When the string "bases" appears in a line of the records, show the whole line.

Information START

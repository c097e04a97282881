//! Parametric ReLU: `dst = max(0, x) + slope[c]·min(0, x)`

use super::channel_map::ChannelMap;
use crate::layout::Traversal;
use crate::simd::dispatch::LaneKernel;
use crate::simd::lanes::Lanes;

struct Prelu(ChannelMap<1>);

impl LaneKernel for Prelu {
    #[inline(always)]
    unsafe fn vector<L: Lanes>(&self) {
        let zero = L::zero();
        self.0.vector::<L>(|x, [slope]| L::fmadd(slope, L::min(zero, x), L::max(zero, x)));
    }

    unsafe fn scalar(&self) {
        self.0.scalar(|x, [slope]| x.max(0.0) + slope * x.min(0.0));
    }
}

raw_entry! {
    /// PReLU over `count` channels of `size` positions.
    ///
    /// `trans` selects the spatial-major layout.
    ///
    /// # Safety
    /// - `src`, `dst` point to `count * size` floats; `dst` may alias `src`
    /// - `slope` points to `count` floats
    pub unsafe fn prelu(
        src: *const f32,
        slope: *const f32,
        count: usize,
        size: usize,
        dst: *mut f32,
        trans: bool,
    ) => Prelu(ChannelMap {
        src,
        params: [slope],
        channels: count,
        spatial: size,
        dst,
        order: Traversal::from_trans(trans, count, size),
    })
}
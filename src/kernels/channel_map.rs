//! Shared sweep for elementwise kernels with per-channel parameters
//!
//! Channel-major rows broadcast one parameter value per row; spatial-major
//! rows load the parameter vectors chunk by chunk alongside the data.

use smallvec::SmallVec;

use crate::layout::Traversal;
use crate::simd::lanes::{Access, Lanes, Segment};

/// `dst = f(src, params)` over a `[channels, spatial]` tensor with `P`
/// per-channel parameter vectors
///
/// `dst` may alias `src`: every chunk is loaded before it is stored.
pub(crate) struct ChannelMap<const P: usize> {
    pub src: *const f32,
    pub params: [*const f32; P],
    pub channels: usize,
    pub spatial: usize,
    pub dst: *mut f32,
    pub order: Traversal,
}

impl<const P: usize> ChannelMap<P> {
    #[inline(always)]
    pub unsafe fn vector<L: Lanes>(&self, f: impl Fn(L::V, [L::V; P]) -> L::V) {
        match self.order {
            Traversal::SpatialMajor => {
                let mut bases: SmallVec<[*const f32; 6]> = SmallVec::from_slice(&self.params);
                bases.push(self.src);
                bases.push(self.dst.cast_const());
                let access = Access::probe::<L>(&bases, &[self.channels]);
                let seg = Segment::new(self.channels, L::WIDTH);
                for s in 0..self.spatial {
                    let src = self.src.add(s * self.channels);
                    let dst = self.dst.add(s * self.channels);
                    seg.for_each::<L>(access, |c| {
                        let params = std::array::from_fn(|i| c.load::<L>(self.params[i]));
                        c.store::<L>(dst, f(c.load::<L>(src), params));
                    });
                }
            }
            _ => {
                let access =
                    Access::probe::<L>(&[self.src, self.dst.cast_const()], &[self.spatial]);
                let seg = Segment::new(self.spatial, L::WIDTH);
                for ch in 0..self.channels {
                    let params = std::array::from_fn(|i| L::splat(*self.params[i].add(ch)));
                    let src = self.src.add(ch * self.spatial);
                    let dst = self.dst.add(ch * self.spatial);
                    seg.for_each::<L>(access, |c| {
                        c.store::<L>(dst, f(c.load::<L>(src), params));
                    });
                }
            }
        }
    }

    pub unsafe fn scalar(&self, f: impl Fn(f32, [f32; P]) -> f32) {
        match self.order {
            Traversal::SpatialMajor => {
                for s in 0..self.spatial {
                    for ch in 0..self.channels {
                        let i = s * self.channels + ch;
                        let params = std::array::from_fn(|k| *self.params[k].add(ch));
                        *self.dst.add(i) = f(*self.src.add(i), params);
                    }
                }
            }
            _ => {
                for ch in 0..self.channels {
                    let params = std::array::from_fn(|k| *self.params[k].add(ch));
                    for s in 0..self.spatial {
                        let i = ch * self.spatial + s;
                        *self.dst.add(i) = f(*self.src.add(i), params);
                    }
                }
            }
        }
    }
}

Information END

Solution for this exercise >>
                let mut bases: SmallVec<[*const f32; 6]> = SmallVec::from_slice(&self.params);
                bases.push(self.src);
                bases.push(self.dst.cast_const());
                let access = Access::probe::<L>(&bases, &[self.channels]);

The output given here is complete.